START Exercise inputs

//! Flash key/value storage behind [`StoragePort`].
//!
//! On the device every access opens the namespace through `EspNvs` on the
//! default partition and lets it drop again, so no handle outlives a call.
//! Off-device the backend is a shared in-memory map. Clones address the
//! same storage on both backends.

use crate::app::ports::{ConfigError, StorageError, StoragePort};
use log::info;

#[cfg(target_os = "espidf")]
use esp_idf_svc::nvs::{EspDefaultNvsPartition, EspNvs, NvsDefault};
#[cfg(target_os = "espidf")]
use esp_idf_svc::sys::{EspError, ESP_ERR_NVS_NOT_ENOUGH_SPACE, ESP_ERR_NVS_NOT_FOUND};
#[cfg(target_os = "espidf")]
use log::warn;

#[cfg(not(target_os = "espidf"))]
use std::collections::HashMap;
#[cfg(not(target_os = "espidf"))]
use std::sync::{Arc, Mutex, MutexGuard};

#[derive(Clone)]
pub struct NvsAdapter {
    #[cfg(target_os = "espidf")]
    partition: EspDefaultNvsPartition,
    #[cfg(not(target_os = "espidf"))]
    entries: Arc<Mutex<HashMap<(String, String), Vec<u8>>>>,
}

#[cfg(target_os = "espidf")]
impl NvsAdapter {
    /// Take the default partition. The first boot on a fresh or
    /// version-mismatched partition erases it.
    pub fn new() -> Result<Self, ConfigError> {
        let partition = EspDefaultNvsPartition::take().map_err(|e| {
            warn!("NvsAdapter: default partition unavailable ({})", e);
            ConfigError::IoError
        })?;
        info!("NvsAdapter: default partition ready");
        Ok(Self { partition })
    }

    /// The partition handle, shared with the WiFi driver.
    pub fn partition(&self) -> EspDefaultNvsPartition {
        self.partition.clone()
    }

    fn open(&self, namespace: &str, read_write: bool) -> Result<EspNvs<NvsDefault>, EspError> {
        EspNvs::new(self.partition.clone(), namespace, read_write)
    }
}

#[cfg(target_os = "espidf")]
fn storage_error(namespace: &str, key: &str, e: EspError) -> StorageError {
    let code = e.code();
    if code == ESP_ERR_NVS_NOT_FOUND as i32 {
        StorageError::NotFound
    } else if code == ESP_ERR_NVS_NOT_ENOUGH_SPACE as i32 {
        StorageError::Full
    } else {
        warn!("NvsAdapter: {}::{} failed ({})", namespace, key, e);
        StorageError::IoError
    }
}

#[cfg(target_os = "espidf")]
impl StoragePort for NvsAdapter {
    fn read(&self, namespace: &str, key: &str, buf: &mut [u8]) -> Result<usize, StorageError> {
        let nvs = self
            .open(namespace, false)
            .map_err(|e| storage_error(namespace, key, e))?;
        match nvs.get_blob(key, buf) {
            Ok(Some(blob)) => Ok(blob.len()),
            Ok(None) => Err(StorageError::NotFound),
            Err(e) => Err(storage_error(namespace, key, e)),
        }
    }

    fn write(&mut self, namespace: &str, key: &str, data: &[u8]) -> Result<(), StorageError> {
        let mut nvs = self
            .open(namespace, true)
            .map_err(|e| storage_error(namespace, key, e))?;
        nvs.set_blob(key, data)
            .map_err(|e| storage_error(namespace, key, e))
    }
}

#[cfg(not(target_os = "espidf"))]
impl NvsAdapter {
    pub fn new() -> Result<Self, ConfigError> {
        info!("NvsAdapter: simulation backend");
        Ok(Self {
            entries: Arc::new(Mutex::new(HashMap::new())),
        })
    }

    fn entries(&self) -> Result<MutexGuard<'_, HashMap<(String, String), Vec<u8>>>, StorageError> {
        self.entries.lock().map_err(|_| StorageError::IoError)
    }
}

#[cfg(not(target_os = "espidf"))]
impl StoragePort for NvsAdapter {
    fn read(&self, namespace: &str, key: &str, buf: &mut [u8]) -> Result<usize, StorageError> {
        let entries = self.entries()?;
        let blob = entries
            .get(&(namespace.to_string(), key.to_string()))
            .ok_or(StorageError::NotFound)?;
        let len = blob.len().min(buf.len());
        buf[..len].copy_from_slice(&blob[..len]);
        Ok(len)
    }

    fn write(&mut self, namespace: &str, key: &str, data: &[u8]) -> Result<(), StorageError> {
        self.entries()?
            .insert((namespace.to_string(), key.to_string()), data.to_vec());
        Ok(())
    }
}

END Exercise inputs

The problem - Quote every line from the beginning of the entries up to and including the line that contains "on both backends.".

Solution below -
//! Flash key/value storage behind [`StoragePort`].
//!
//! On the device every access opens the namespace through `EspNvs` on the
//! default partition and lets it drop again, so no handle outlives a call.
//! Off-device the backend is a shared in-memory map. Clones address the
//! same storage on both backends.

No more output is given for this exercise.